Working Valley families and small business owners are already getting crushed by sky high gas prices, and the state’s anti oil policies could soon drive prices even higher. Analysts warn California could see prices hit seven or eight dollars this year, driven by refinery shutdowns and falling production that is putting major infrastructure at risk.
Laws contributing to this pain at the pump are not only adding another burden on struggling families. They also may be illegal.
SB 1137’s 3,200 foot setback has disrupted production, stranded investments, and placed hundreds of thousands of mineral and royalty owners in jeopardy. These are retirees, farmers, nonprofits, educational institutions, and working families right here in California. Our state has an estimated 600,000 oil and gas royalty owners, and many rely on this income to stay afloat. When producers are forced to shut down, the royalty checks local families depend on shut down too.

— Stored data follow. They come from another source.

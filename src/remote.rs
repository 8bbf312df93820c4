//! Patching another process through `ptrace`.
//!
//! Only the thread whose id is given is stopped by `attach`. For a
//! multi-threaded target the other threads keep running while memory is
//! rewritten.

use std::{io, mem};

use libc::{c_long, c_void, pid_t};
use nix::{
    errno::Errno,
    sys::{
        ptrace,
        wait::{waitpid, WaitPidFlag, WaitStatus},
    },
    unistd::Pid,
};

use crate::{
    error::{Error, Result},
    stub::{Stub, STUB_LEN},
};

const WORD: usize = mem::size_of::<c_long>();

#[derive(Clone, Copy, Debug, PartialEq, Eq)]
pub enum RemoteState {
    Detached,
    Attached,
    Patched,
}

/// A redirection of `addr` inside process `pid`.
#[derive(Debug)]
pub struct RemotePatch {
    pid: pid_t,
    addr: usize,
    stub: Stub,
    original: Option<[u8; STUB_LEN]>,
    state: RemoteState,
}

impl RemotePatch {
    /// `target` and `replacement` are addresses in the target process.
    pub fn new(pid: pid_t, target: u64, replacement: u64) -> Self {
        Self {
            pid,
            addr: target as usize,
            stub: Stub::new(replacement),
            original: None,
            state: RemoteState::Detached,
        }
    }

    /// Rebuild a patch from original bytes saved by an earlier run, so it can
    /// be [`restore`](Self::restore)d.
    pub fn with_original(pid: pid_t, target: u64, original: [u8; STUB_LEN]) -> Self {
        Self {
            pid,
            addr: target as usize,
            stub: Stub::new(0),
            original: Some(original),
            state: RemoteState::Detached,
        }
    }

    pub fn pid(&self) -> pid_t {
        self.pid
    }

    pub fn target_address(&self) -> usize {
        self.addr
    }

    pub fn stub(&self) -> &Stub {
        &self.stub
    }

    pub fn original(&self) -> Option<&[u8; STUB_LEN]> {
        self.original.as_ref()
    }

    pub fn state(&self) -> RemoteState {
        self.state
    }

    /// Attach and wait until the target reports a stop.
    ///
    /// There is no timeout: a target that never stops blocks forever.
    pub fn attach(&mut self) -> Result<()> {
        let attach_err = |source: io::Error| Error::AttachFailed {
            pid: self.pid,
            source,
        };
        let pid = Pid::from_raw(self.pid);
        ptrace::attach(pid).map_err(|e| attach_err(e.into()))?;
        match wait_for_stop(pid).map_err(|e| attach_err(e.into()))? {
            WaitStatus::Stopped(..) => {}
            status => {
                return Err(attach_err(io::Error::new(
                    io::ErrorKind::Other,
                    format!("process did not stop ({status:?})"),
                )))
            }
        }
        log::info!("Attached to pid {}", self.pid);
        self.state = RemoteState::Attached;
        Ok(())
    }

    /// Save the original bytes, then write the stub over them.
    pub fn patch(&mut self) -> Result<()> {
        match self.state {
            RemoteState::Detached => return Err(Error::NotAttached(self.pid)),
            RemoteState::Patched => return Err(Error::AlreadyPatched),
            RemoteState::Attached => {}
        }
        let mut original = [0u8; STUB_LEN];
        self.read(self.addr, &mut original)?;
        self.original = Some(original);
        self.write(self.addr, self.stub.bytes())?;
        self.state = RemoteState::Patched;
        log::info!(
            "Patched pid {} 0x{:x} -> 0x{:x}",
            self.pid,
            self.addr,
            self.stub.target()
        );
        Ok(())
    }

    /// Write the saved original bytes back.
    pub fn restore(&mut self) -> Result<()> {
        if self.state == RemoteState::Detached {
            return Err(Error::NotAttached(self.pid));
        }
        let original = self.original.ok_or(Error::NotPatched)?;
        self.write(self.addr, &original)?;
        self.state = RemoteState::Attached;
        log::info!("Restored pid {} 0x{:x}", self.pid, self.addr);
        Ok(())
    }

    /// Let the target run again. The patch stays in place.
    pub fn detach(&mut self) -> Result<()> {
        ptrace::detach(Pid::from_raw(self.pid), None).map_err(|e| Error::DetachFailed {
            pid: self.pid,
            source: e.into(),
        })?;
        log::info!("Detached from pid {}", self.pid);
        self.state = RemoteState::Detached;
        Ok(())
    }

    fn read(&self, addr: usize, buf: &mut [u8]) -> Result<()> {
        for (i, chunk) in buf.chunks_mut(WORD).enumerate() {
            let at = addr + i * WORD;
            let word = self.peek(at)?.to_ne_bytes();
            chunk.copy_from_slice(&word[..chunk.len()]);
        }
        Ok(())
    }

    fn write(&self, addr: usize, bytes: &[u8]) -> Result<()> {
        for (i, chunk) in bytes.chunks(WORD).enumerate() {
            let at = addr + i * WORD;
            let mut word = [0u8; WORD];
            if chunk.len() < WORD {
                // keep whatever follows the last partial word
                word = self.peek(at)?.to_ne_bytes();
            }
            word[..chunk.len()].copy_from_slice(chunk);
            self.poke(at, c_long::from_ne_bytes(word))?;
        }
        Ok(())
    }

    fn peek(&self, addr: usize) -> Result<c_long> {
        ptrace::read(Pid::from_raw(self.pid), addr as *mut c_void).map_err(|e| {
            Error::PeekFailed {
                pid: self.pid,
                addr,
                source: e.into(),
            }
        })
    }

    fn poke(&self, addr: usize, word: c_long) -> Result<()> {
        ptrace::write(Pid::from_raw(self.pid), addr as *mut c_void, word).map_err(|e| {
            Error::PokeFailed {
                pid: self.pid,
                addr,
                source: e.into(),
            }
        })
    }
}

fn wait_for_stop(pid: Pid) -> nix::Result<WaitStatus> {
    loop {
        match waitpid(pid, Some(WaitPidFlag::__WALL)) {
            Err(Errno::EINTR) => continue,
            res => return res,
        }
    }
}

#[cfg(test)]
mod tests {
    use super::*;

    #[test]
    fn patch_requires_attach() {
        let mut patch = RemotePatch::new(1, 0x1000, 0x2000);
        assert!(matches!(patch.patch(), Err(Error::NotAttached(1))));
        assert_eq!(patch.state(), RemoteState::Detached);
        assert!(patch.original().is_none());
    }

    #[test]
    fn restore_requires_attach() {
        let mut patch = RemotePatch::with_original(1, 0x1000, [0x90; STUB_LEN]);
        assert!(matches!(patch.restore(), Err(Error::NotAttached(1))));
        assert_eq!(patch.original(), Some(&[0x90; STUB_LEN]));
    }

    #[test]
    fn stub_targets_replacement() {
        let patch = RemotePatch::new(1, 0x1000, 0x7f00_dead_beef);
        assert_eq!(patch.stub().target(), 0x7f00_dead_beef);
        assert_eq!(patch.target_address(), 0x1000);
    }

    #[test]
    fn attach_to_missing_process() {
        // pid_max is at most 2^22
        let mut patch = RemotePatch::new(i32::MAX, 0x1000, 0x2000);
        assert!(matches!(patch.attach(), Err(Error::AttachFailed { .. })));
    }

    #[test]
    fn detach_untraced_process() {
        let mut patch = RemotePatch::new(i32::MAX, 0x1000, 0x2000);
        let err = patch.detach().unwrap_err();
        assert!(matches!(
            err,
            Error::DetachFailed { pid: i32::MAX, ref source } if source.raw_os_error() == Some(libc::ESRCH)
        ));
        assert_eq!(patch.state(), RemoteState::Detached);
    }
}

In recent weeks, these concerns have finally reached the courts. Pacific Legal Foundation, one of America’s leading constitutional litigation firms, has filed a federal lawsuit challenging SB 1137 after working for more than 18 months with NARO-CA to document the damage these policies have caused. At the same time, the United States Department of Justice has filed its own suit arguing that California overstepped its authority by interfering with energy production on federal lands. These legal actions confirm what Valley residents have been saying for years: Sacramento’s anti oil agenda is not just harmful. It may violate the Constitution.